[Stored data]
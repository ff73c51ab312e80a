//! Repository for the `post_meta` table.

use draftpost_core::types::DbId;
use sqlx::PgPool;

use crate::models::post_meta::PostMeta;

const COLUMNS: &str = "id, post_id, meta_key, meta_value, created_at, updated_at";

/// Provides key/value meta storage for posts.
pub struct PostMetaRepo;

impl PostMetaRepo {
    /// Insert or overwrite the value stored under `key` for a post.
    pub async fn upsert(
        pool: &PgPool,
        post_id: DbId,
        key: &str,
        value: &str,
    ) -> Result<PostMeta, sqlx::Error> {
        let query = format!(
            "INSERT INTO post_meta (post_id, meta_key, meta_value)
             VALUES ($1, $2, $3)
             ON CONFLICT ON CONSTRAINT uq_post_meta_post_key
             DO UPDATE SET meta_value = EXCLUDED.meta_value, updated_at = now()
             RETURNING {COLUMNS}"
        );
        sqlx::query_as::<_, PostMeta>(&query)
            .bind(post_id)
            .bind(key)
            .bind(value)
            .fetch_one(pool)
            .await
    }

    /// Fetch a single meta value.
    pub async fn get(
        pool: &PgPool,
        post_id: DbId,
        key: &str,
    ) -> Result<Option<String>, sqlx::Error> {
        let row: Option<(String,)> =
            sqlx::query_as("SELECT meta_value FROM post_meta WHERE post_id = $1 AND meta_key = $2")
                .bind(post_id)
                .bind(key)
                .fetch_optional(pool)
                .await?;
        Ok(row.map(|(value,)| value))
    }

    /// List all meta rows for a post, ordered by key.
    pub async fn list_by_post(pool: &PgPool, post_id: DbId) -> Result<Vec<PostMeta>, sqlx::Error> {
        let query = format!(
            "SELECT {COLUMNS} FROM post_meta
             WHERE post_id = $1
             ORDER BY meta_key"
        );
        sqlx::query_as::<_, PostMeta>(&query)
            .bind(post_id)
            .fetch_all(pool)
            .await
    }
}
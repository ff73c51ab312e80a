//! Domain layer for the draft post creator.
//!
//! Holds everything that does not perform I/O: the error taxonomy, the
//! capability traits the request flow is wired against, submission
//! validation, sanitizers, and the rules applied to remote image probes.

pub mod auth;
pub mod error;
pub mod image_probe;
pub mod ports;
pub mod sanitize;
pub mod submission;
pub mod types;
pub mod health;

use axum::routing::post;
use axum::Router;

use crate::handlers;
use crate::state::AppState;

/// Build the `/draft-post-creator/v1` route tree.
///
/// ```text
/// /create-post          create a draft post (POST, bearer token)
/// ```
pub fn api_routes() -> Router<AppState> {
    Router::new().route("/create-post", post(handlers::posts::create_post))
}
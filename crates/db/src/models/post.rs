//! Post entity model and DTOs.

use draftpost_core::types::{DbId, Timestamp};
use serde::Serialize;
use sqlx::FromRow;

/// Status assigned to every post created by this service.
pub const POST_STATUS_DRAFT: &str = "draft";

/// Post type assigned to every post created by this service.
pub const POST_TYPE_POST: &str = "post";

/// A row from the `posts` table.
#[derive(Debug, Clone, FromRow, Serialize)]
pub struct Post {
    pub id: DbId,
    pub title: String,
    pub content: String,
    pub status: String,
    pub post_type: String,
    pub featured_media_id: Option<DbId>,
    pub created_at: Timestamp,
    pub updated_at: Timestamp,
}

/// DTO for inserting a draft post. Fields must already be sanitized.
#[derive(Debug, Clone)]
pub struct CreateDraftPost {
    pub title: String,
    pub content: String,
}
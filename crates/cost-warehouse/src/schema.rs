//! Row types and table DDL.
//!
//! Column names match the historical warehouse layout (`date`,
//! `number_of_days`) so existing dashboards keep working.

use chrono::NaiveDate;

/// One normalized invoice line, ready for the cost table.
///
/// `status` is a snapshot of the invoice status at write time.
/// `day_count` is the calendar length of `billing_month`, not the elapsed
/// time between the line's begin/end timestamps.
#[derive(Debug, Clone, PartialEq, Eq)]
pub struct CostRecord {
    pub invoice_id: String,
    pub billing_group_id: String,
    pub project_name: String,
    pub environment: String,
    pub team: String,
    /// Normalized service category (`pg`, `kafka`, `support`, `credit`, ...).
    pub service: String,
    pub service_name: String,
    pub tenant: String,
    pub status: String,
    /// Monthly total, decimal string.
    pub cost: String,
    /// ISO code, uppercase.
    pub currency: String,
    /// `YYYY-MM`
    pub billing_month: String,
    pub day_count: i32,
}

/// One day of USD-based exchange rates.
#[derive(Debug, Clone, PartialEq, Eq)]
pub struct CurrencyRate {
    pub date: NaiveDate,
    /// USD -> EUR, 6 decimals.
    pub usdeur: String,
    /// USD -> NOK, 6 decimals.
    pub usdnok: String,
}

pub(crate) const COST_COLUMNS: &str = "billing_group_id, invoice_id, project_name, environment, \
     team, service, service_name, tenant, status, cost, currency, date, number_of_days";

pub(crate) const CURRENCY_COLUMNS: &str = "date, usdeur, usdnok";

/// Known table layouts.
#[derive(Debug, Clone, Copy, PartialEq, Eq)]
pub enum TableSchema {
    CostItems,
    CurrencyRates,
}

impl TableSchema {
    /// Idempotent DDL statements for `table`. The caller validates the name.
    pub fn create_statements(&self, table: &str) -> Vec<String> {
        match self {
            TableSchema::CostItems => vec![
                format!(
                    "create table if not exists {table} (
                       billing_group_id text not null,
                       invoice_id       text not null,
                       project_name     text not null,
                       environment      text not null,
                       team             text not null,
                       service          text not null,
                       service_name     text not null,
                       tenant           text not null,
                       status           text not null,
                       cost             text not null,
                       currency         text not null,
                       date             text not null,
                       number_of_days   integer not null
                     )"
                ),
                format!("create index if not exists {table}_invoice_id_idx on {table} (invoice_id)"),
            ],
            TableSchema::CurrencyRates => vec![format!(
                "create table if not exists {table} (
                   date   date primary key,
                   usdeur text not null,
                   usdnok text not null
                 )"
            )],
        }
    }
}

/// Row filter for [`crate::Warehouse::delete_where`].
#[derive(Debug, Clone, PartialEq, Eq)]
pub enum DeletePredicate {
    /// `status` is one of the given values (cost table).
    StatusIn(Vec<String>),
    /// `date >= d` (currency table).
    DateOnOrAfter(NaiveDate),
}
//! cost-config
//!
//! Layered configuration for the billing jobs.
//!
//! Load order (later layers override earlier ones):
//! 1. [`DEFAULT_CONFIG_YAML`] built into the binary
//! 2. YAML files passed with `--config`, in the order given
//! 3. a fixed set of environment variables ([`ENV_OVERRIDES`])
//!
//! The merged document is hashed (SHA-256 over canonical JSON) so every run
//! can log which effective configuration it used. Secrets never appear in the
//! document: YAML stores env var NAMES and [`secrets`] resolves them once.

pub mod secrets;

use anyhow::{bail, Context, Result};
use chrono::NaiveDate;
use serde::Deserialize;
use serde_json::Value;
use sha2::{Digest, Sha256};
use std::collections::BTreeSet;
use std::fs;

/// Known secret-like prefixes. A leaf string in the effective config starting
/// with one of these aborts loading with CONFIG_SECRET_DETECTED.
const SECRET_PREFIXES: &[&str] = &[
    "aivenv1 ",   // Aiven auth header pasted verbatim
    "AKIA",       // AWS access key ID
    "-----BEGIN", // PEM private keys
    "ghp_",       // GitHub PAT
    "glpat-",     // GitLab PAT
    "xoxb-",      // Slack bot token
    "postgres://",
    "postgresql://",
];

/// Base layer. Every key the jobs read has a value here, except
/// `aiven.billing_group_id` which must be supplied by the operator.
pub const DEFAULT_CONFIG_YAML: &str = r#"
aiven:
  api_host: "api.aiven.io"
  billing_group_id: ""
  token_env: "AIVEN_API_TOKEN"
warehouse:
  url_env: "COST_DATABASE_URL"
  cost_items_table: "cost_items"
  currency_table: "currency_rates"
currency:
  api_base_url: "https://api.exchangerate.host"
  token_env: "CURRENCY_TOKEN"
  start_date: "2020-01-01"
retry:
  max_attempts: 3
  initial_backoff_ms: 500
  max_backoff_ms: 8000
log:
  format: "text"
  level: "info"
"#;

/// Environment variables that override a single config leaf.
/// Values are taken verbatim as strings.
pub const ENV_OVERRIDES: &[(&str, &str)] = &[
    ("AIVEN_API_HOST", "/aiven/api_host"),
    ("AIVEN_BILLING_GROUP_ID", "/aiven/billing_group_id"),
    ("COST_ITEMS_TABLE", "/warehouse/cost_items_table"),
    ("CURRENCY_TABLE", "/warehouse/currency_table"),
    ("LOG_FORMAT", "/log/format"),
    ("LOG_LEVEL", "/log/level"),
];

/// Registry of every JSON-pointer prefix some job actually reads.
///
/// Anything outside these prefixes is a typo or a leftover and is reported
/// by [`report_unused_keys`].
const CONSUMED_POINTERS: &[&str] = &[
    "/aiven/api_host",
    "/aiven/billing_group_id",
    "/aiven/token_env",
    "/warehouse/url_env",
    "/warehouse/cost_items_table",
    "/warehouse/currency_table",
    "/currency/api_base_url",
    "/currency/token_env",
    "/currency/start_date",
    "/retry",
    "/log",
];

/// The batch jobs this repository can run. Decides which secrets are required.
#[derive(Debug, Clone, Copy, PartialEq, Eq)]
pub enum Job {
    /// Invoice reconciliation against the settlement ledger.
    Invoices,
    /// Currency-rate ingestion.
    Currency,
    /// Ledger maintenance (pruning non-final rows).
    Ledger,
}

impl Job {
    pub fn as_str(&self) -> &'static str {
        match self {
            Job::Invoices => "INVOICES",
            Job::Currency => "CURRENCY",
            Job::Ledger => "LEDGER",
        }
    }
}

#[derive(Debug, Clone, Copy, PartialEq, Eq)]
pub enum UnusedKeyPolicy {
    Warn,
    Fail,
}

#[derive(Debug, Clone)]
pub struct UnusedKeyReport {
    /// Minimal set of unused leaf pointers (sorted)
    pub unused_leaf_pointers: Vec<String>,
}

impl UnusedKeyReport {
    pub fn is_clean(&self) -> bool {
        self.unused_leaf_pointers.is_empty()
    }
}

/// Produce an unused-key report for a merged config document.
/// If `policy == Fail`, returns an error when unused keys exist.
pub fn report_unused_keys(config_json: &Value, policy: UnusedKeyPolicy) -> Result<UnusedKeyReport> {
    let consumed: BTreeSet<String> = CONSUMED_POINTERS
        .iter()
        .map(|p| normalize_pointer(p))
        .collect();

    let mut leaves: Vec<String> = Vec::new();
    collect_leaf_pointers(config_json, "", &mut leaves);

    let mut unused: Vec<String> = leaves
        .into_iter()
        .filter(|lp| !consumed.iter().any(|cp| is_prefix_pointer(cp, lp)))
        .collect();
    unused.sort();
    unused.dedup();

    let report = UnusedKeyReport {
        unused_leaf_pointers: unused,
    };

    if policy == UnusedKeyPolicy::Fail && !report.is_clean() {
        bail!(
            "CONFIG_UNUSED_KEYS: {} unused config leaf key(s) detected. First few: {}",
            report.unused_leaf_pointers.len(),
            preview_list(&report.unused_leaf_pointers, 12)
        );
    }

    Ok(report)
}

// ---------------------------------------------------------------------------
// Layered loading
// ---------------------------------------------------------------------------

#[derive(Debug, Clone)]
pub struct LoadedConfig {
    pub config_hash: String,
    pub canonical_json: String,
    pub config_json: Value,
}

/// Merge YAML documents in order: earlier docs are base, later docs override.
pub fn load_layered_yaml_from_strings(yaml_docs: &[&str]) -> Result<LoadedConfig> {
    let merged = merge_yaml_docs(yaml_docs)?;
    finish(merged)
}

/// Full load used by the binary: defaults, then `paths`, then env overrides
/// looked up through `env`.
pub fn load_effective<F>(paths: &[&str], env: F) -> Result<LoadedConfig>
where
    F: Fn(&str) -> Option<String>,
{
    let docs = read_docs(paths)?;
    let mut all: Vec<&str> = vec![DEFAULT_CONFIG_YAML];
    all.extend(docs.iter().map(|s| s.as_str()));

    let merged = merge_yaml_docs(&all)?;
    let merged = apply_env_overrides(merged, env);
    finish(merged)
}

/// Apply [`ENV_OVERRIDES`] on top of a merged document.
pub fn apply_env_overrides<F>(mut merged: Value, env: F) -> Value
where
    F: Fn(&str) -> Option<String>,
{
    for (var, pointer) in ENV_OVERRIDES {
        if let Some(v) = env(var).filter(|v| !v.trim().is_empty()) {
            set_pointer(&mut merged, pointer, Value::String(v.trim().to_string()));
        }
    }
    merged
}

fn read_docs(paths: &[&str]) -> Result<Vec<String>> {
    paths
        .iter()
        .map(|p| fs::read_to_string(p).with_context(|| format!("failed to read yaml path: {p}")))
        .collect()
}

fn merge_yaml_docs(yaml_docs: &[&str]) -> Result<Value> {
    let mut merged = serde_json::json!({});
    for raw in yaml_docs {
        let v_yaml: serde_yaml::Value = serde_yaml::from_str(raw).context("invalid yaml")?;
        // An empty file parses as null; treat it as an empty layer.
        if v_yaml.is_null() {
            continue;
        }
        let v_json = serde_json::to_value(v_yaml).context("yaml->json conversion failed")?;
        merged = deep_merge(merged, v_json);
    }
    Ok(merged)
}

fn finish(merged: Value) -> Result<LoadedConfig> {
    enforce_no_secret_literals(&merged)?;

    let canonical_json = serde_json::to_string(&merged).context("canonical json serialize failed")?;
    let config_hash = sha256_hex(canonical_json.as_bytes());
    Ok(LoadedConfig {
        config_hash,
        canonical_json,
        config_json: merged,
    })
}

fn deep_merge(a: Value, b: Value) -> Value {
    match (a, b) {
        (Value::Object(mut a_map), Value::Object(b_map)) => {
            for (k, b_val) in b_map {
                let a_val = a_map.remove(&k).unwrap_or(Value::Null);
                a_map.insert(k, deep_merge(a_val, b_val));
            }
            Value::Object(a_map)
        }
        (_, b_other) => b_other,
    }
}

/// Set `value` at `pointer`, creating intermediate objects as needed.
fn set_pointer(root: &mut Value, pointer: &str, value: Value) {
    let mut cur = root;
    let tokens: Vec<&str> = pointer.trim_start_matches('/').split('/').collect();
    let Some((last, parents)) = tokens.split_last() else {
        return;
    };
    for t in parents {
        if !cur.is_object() {
            *cur = Value::Object(Default::default());
        }
        let Value::Object(map) = cur else { return };
        cur = map
            .entry(t.to_string())
            .or_insert_with(|| Value::Object(Default::default()));
    }
    if !cur.is_object() {
        *cur = Value::Object(Default::default());
    }
    if let Value::Object(map) = cur {
        map.insert(last.to_string(), value);
    }
}

fn sha256_hex(bytes: &[u8]) -> String {
    let mut hasher = Sha256::new();
    hasher.update(bytes);
    hex::encode(hasher.finalize())
}

fn enforce_no_secret_literals(v: &Value) -> Result<()> {
    let mut leaves = Vec::new();
    collect_leaf_pointers(v, "", &mut leaves);

    for ptr in leaves {
        if let Some(s) = v.pointer(&ptr).and_then(|val| val.as_str()) {
            if looks_like_secret(s) {
                bail!("CONFIG_SECRET_DETECTED leaf={} value=REDACTED", ptr);
            }
        }
    }
    Ok(())
}

fn looks_like_secret(s: &str) -> bool {
    let t = s.trim();
    if t.len() < 8 {
        return false;
    }
    SECRET_PREFIXES.iter().any(|p| t.starts_with(p))
}

/// Normalize JSON pointer: leading "/", no trailing "/" unless it's just "/".
fn normalize_pointer(p: &str) -> String {
    let mut s = p.trim().to_string();
    if s.is_empty() {
        return "/".to_string();
    }
    if !s.starts_with('/') {
        s.insert(0, '/');
    }
    while s.ends_with('/') && s.len() > 1 {
        s.pop();
    }
    s
}

/// "/a/b" consumes "/a/b" and "/a/b/c" but NOT "/a/bc".
fn is_prefix_pointer(prefix: &str, leaf: &str) -> bool {
    if prefix == "/" || leaf == prefix {
        return true;
    }
    leaf.starts_with(prefix)
        && leaf
            .get(prefix.len()..prefix.len() + 1)
            .map(|c| c == "/")
            .unwrap_or(false)
}

fn collect_leaf_pointers(v: &Value, prefix: &str, out: &mut Vec<String>) {
    match v {
        Value::Object(map) => {
            for (k, vv) in map.iter() {
                let next = format!("{}/{}", prefix, escape_pointer_token(k));
                collect_leaf_pointers(vv, &next, out);
            }
        }
        Value::Array(arr) => {
            for (i, vv) in arr.iter().enumerate() {
                let next = format!("{}/{}", prefix, i);
                collect_leaf_pointers(vv, &next, out);
            }
        }
        _ => {
            let p = if prefix.is_empty() {
                "/".to_string()
            } else {
                prefix.to_string()
            };
            out.push(p);
        }
    }
}

fn escape_pointer_token(s: &str) -> String {
    s.replace('~', "~0").replace('/', "~1")
}

fn preview_list(items: &[String], n: usize) -> String {
    let take = items.iter().take(n).cloned().collect::<Vec<_>>();
    format!("{:?}", take)
}

// ---------------------------------------------------------------------------
// Typed view
// ---------------------------------------------------------------------------

/// Immutable, typed configuration. Built once at startup and handed to each
/// component's constructor.
#[derive(Debug, Clone, Deserialize)]
pub struct CostConfig {
    pub aiven: AivenConfig,
    pub warehouse: WarehouseConfig,
    pub currency: CurrencyConfig,
    pub retry: RetryConfig,
    pub log: LogConfig,
}

#[derive(Debug, Clone, Deserialize)]
pub struct AivenConfig {
    /// Hostname only; the client always speaks HTTPS.
    pub api_host: String,
    pub billing_group_id: String,
    /// Name of the env var holding the API token.
    pub token_env: String,
}

#[derive(Debug, Clone, Deserialize)]
pub struct WarehouseConfig {
    /// Name of the env var holding the Postgres connection URL.
    pub url_env: String,
    pub cost_items_table: String,
    pub currency_table: String,
}

#[derive(Debug, Clone, Deserialize)]
pub struct CurrencyConfig {
    pub api_base_url: String,
    pub token_env: String,
    /// First day fetched when the currency table is empty.
    pub start_date: NaiveDate,
}

#[derive(Debug, Clone, Deserialize)]
pub struct RetryConfig {
    pub max_attempts: u32,
    pub initial_backoff_ms: u64,
    pub max_backoff_ms: u64,
}

#[derive(Debug, Clone, Deserialize)]
pub struct LogConfig {
    /// `text` or `json`; validated when the logger is built.
    pub format: String,
    pub level: String,
}

impl CostConfig {
    /// Decode and validate the typed view of a merged document.
    pub fn from_json(config_json: &Value) -> Result<Self> {
        let cfg: CostConfig = serde_json::from_value(config_json.clone())
            .context("CONFIG_INVALID: effective config does not match the expected shape")?;
        cfg.validate()?;
        Ok(cfg)
    }

    fn validate(&self) -> Result<()> {
        for (key, name) in [
            ("warehouse.cost_items_table", &self.warehouse.cost_items_table),
            ("warehouse.currency_table", &self.warehouse.currency_table),
        ] {
            if !is_valid_table_name(name) {
                bail!("CONFIG_INVALID: {key} '{name}' is not a valid table name");
            }
        }
        if self.aiven.api_host.trim().is_empty() {
            bail!("CONFIG_INVALID: aiven.api_host must not be empty");
        }
        if self.retry.max_attempts == 0 {
            bail!("CONFIG_INVALID: retry.max_attempts must be >= 1");
        }
        if self.retry.initial_backoff_ms > self.retry.max_backoff_ms {
            bail!("CONFIG_INVALID: retry.initial_backoff_ms must be <= retry.max_backoff_ms");
        }
        Ok(())
    }

    /// The billing group is only needed by the invoices job, so it is checked
    /// on access rather than at load time.
    pub fn billing_group_id(&self) -> Result<&str> {
        let id = self.aiven.billing_group_id.trim();
        if id.is_empty() {
            bail!(
                "CONFIG_INVALID: aiven.billing_group_id is not set \
                 (set it in YAML or via AIVEN_BILLING_GROUP_ID)"
            );
        }
        Ok(id)
    }
}

/// Longest accepted table name. Derived names such as `{table}_invoice_id_idx`
/// must stay within Postgres' 63-byte identifier limit, which truncates silently.
pub const MAX_TABLE_NAME_LEN: usize = 48;

/// Lowercase SQL identifier: `[a-z_][a-z0-9_]*`, at most [`MAX_TABLE_NAME_LEN`] bytes.
pub fn is_valid_table_name(name: &str) -> bool {
    let mut chars = name.chars();
    let Some(first) = chars.next() else {
        return false;
    };
    name.len() <= MAX_TABLE_NAME_LEN
        && (first.is_ascii_lowercase() || first == '_')
        && chars.all(|c| c.is_ascii_lowercase() || c.is_ascii_digit() || c == '_')
}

[THE PROBLEM]
Report how many lines of the data above include "types", giving the number and no other words.

[ANSWER TO THIS EXERCISE]
4